Читать книгу El arte de mentir - Eucario Ruvalcaba - Страница 23
UN DIAMANTE DE CADA PALABRA
ОглавлениеPara Jaime Aljure
Hablar no es conversar. Se habla y se habla, por cualquier pretexto y a la menor oportunidad; pero no hay nada más alejado del arte de la conversación que hablar sin ton ni son.
Escuchar a un buen conversador es un privilegio. Buenos conversadores –cuyo arte ha llegado hasta nuestros días– lo han sido Borges y Yourcenar, Marguerite Duras y Mircea Eliade. Basta leer sus entrevistas. Que es decir sus libros de conversaciones, y Anton Rubinstein entre los músicos –mérito por partida doble, los músicos, tan apartados de la conversación.
El buen conversador hace un diamante de cada palabra. Es, pues, como un músico. Pensemos en una conversación como en una sonata para piano. El intérprete por antonomasia sabe que no puede desperdiciar –despreciar, sería más apropiado decir; descuidar, acaso– una sola nota. Porque aun la más simple y anodina nota –que no las hay– tiene un peso específico en el corpus de esa sonata.
El mal conversador –que son la mayoría de los parlantes– habla sin reparar en la belleza de las palabras. En su gravedad por su significado y su prosodia. En su relevancia. De hecho, jamás se pregunta por el origen de los vocablos, por su divinidad. Los utiliza indiscriminadamente, como un surfista utiliza las olas.
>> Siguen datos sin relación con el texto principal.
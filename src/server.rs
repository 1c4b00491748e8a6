use rocket::{Ignite, Rocket, Shutdown};
use tokio::task::{JoinError, JoinHandle};

use crate::{create_rocket, db};

/// Errors surfaced by the server lifecycle. A store that cannot be opened
/// is fatal to server start.
#[derive(Debug, thiserror::Error)]
pub enum ServeError {
    #[error("failed to open store: {0}")]
    Store(#[from] rusqlite::Error),
    #[error("server failed to launch: {0}")]
    Launch(#[from] rocket::Error),
    #[error("server task failed: {0}")]
    Join(#[from] JoinError),
}

/// A running server. The store handle lives in Rocket managed state and is
/// dropped with the instance on shutdown, closing the connection.
pub struct Server {
    shutdown: Shutdown,
    task: JoinHandle<Result<Rocket<Ignite>, rocket::Error>>,
}

/// Opens the store at `db_url` and serves the resource routes on a
/// background task.
pub async fn run_server(db_url: &str) -> Result<Server, ServeError> {
    let conn = db::open(db_url)?;
    let rocket = create_rocket(conn).ignite().await?;
    let shutdown = rocket.shutdown();
    let task = tokio::spawn(rocket.launch());
    Ok(Server { shutdown, task })
}

impl Server {
    /// Graceful teardown; resolves once the listener and store are released.
    pub async fn close(self) -> Result<(), ServeError> {
        self.shutdown.notify();
        self.task.await??;
        Ok(())
    }
}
El arte de la conversación conduce directamente al placer. Nada tan agradable para el espíritu crítico como entablar una buena charla. Todos los sentidos se alertan para ese deleite. Aun los que en apariencia no tuvieran nada que ver. Porque una buena conversación se apropia paulatinamente de la voluntad, lo mismo de quien habla como de quien escucha. Y el apetito por la belleza no se termina jamás. Quien escucha al buen conversador quiere más. Y más. Se torna insaciable.
Quien sabe conversar sabe escuchar. El arte de la conversación no radica en la erudición. De hecho, la erudición no deja de ser más que un adorno fútil. Prescindible por pedante. Los conversadores pazguatos piensan que entre más demuestren su erudición, más duchos son cuando conversan. Que conversar quiere decir asombrar, y de paso humillar y aplastar. Estos conversadores no nada más necesitan todo el tiempo los reflectores encima de su cabeza, sino que, no podía ser de otra manera, no dejan hablar al interlocutor. Se apropian del micrófono y no hay modo de que lo suelten. Y cuando acaso le permiten hablar al otro, no lo escuchan. Lo que provoca un desasosiego en la otra parte del binomio.
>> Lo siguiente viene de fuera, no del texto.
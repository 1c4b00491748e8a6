use std::path::Path;

use rusqlite::Connection;

/// Opens the store selected by `db_url` and applies the schema.
/// `:memory:` gives a private in-memory store; anything else is a file path.
pub fn open(db_url: &str) -> Result<Connection, rusqlite::Error> {
    let conn = if db_url == ":memory:" {
        Connection::open_in_memory()?
    } else {
        if let Some(parent) = Path::new(db_url).parent() {
            std::fs::create_dir_all(parent).ok();
        }
        Connection::open(db_url)?
    };
    initialize(&conn)?;
    Ok(conn)
}

pub fn initialize(conn: &Connection) -> Result<(), rusqlite::Error> {
    conn.execute_batch("PRAGMA journal_mode=WAL;").ok();

    conn.execute_batch(
        "
        CREATE TABLE IF NOT EXISTS posts (
            id TEXT PRIMARY KEY,
            author TEXT NOT NULL,
            title TEXT NOT NULL,
            content TEXT NOT NULL,
            created TEXT NOT NULL DEFAULT (datetime('now'))
        );

        CREATE INDEX IF NOT EXISTS idx_posts_created ON posts(created);
        ",
    )?;
    Ok(())
}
El buen conversador acaricia las palabras. Las modula a su arbitrio, como mejor se acomoden, como mejor caigan. Incluso se permite tener matices. De pronto sube el tono de voz –jamás como muestra de prepotencia, sino de arrobamiento–, de pronto, como si la voz fuera una pelota de béisbol, aquellas palabras hacen una curva delante del otro. Como si tardaran más en llegar a su destino. En la misma medida el conversador maestro es astuto. Sabe cuánto tiempo sostener en la boca una palabra (o una avalancha de palabras) antes de decirla. Sabe que así crea una expectativa. Y quizás ahí radique el deleite mencionado arriba. Que el buen conversador sabe mantener un suspenso en su conversación.
Ser imparcial no es fácil, y menos todavía que no se note. Ésta es una de las gracias envidiables de un buen conversador. Se advierte que a su lado el tiempo transcurre sin dejar huella. Que las cosas son amables y precisas.
Quizás para un buen conversador, la mejor charla es aquélla en la que se ha convencido al interlocutor sin que éste jamás se haya percatado.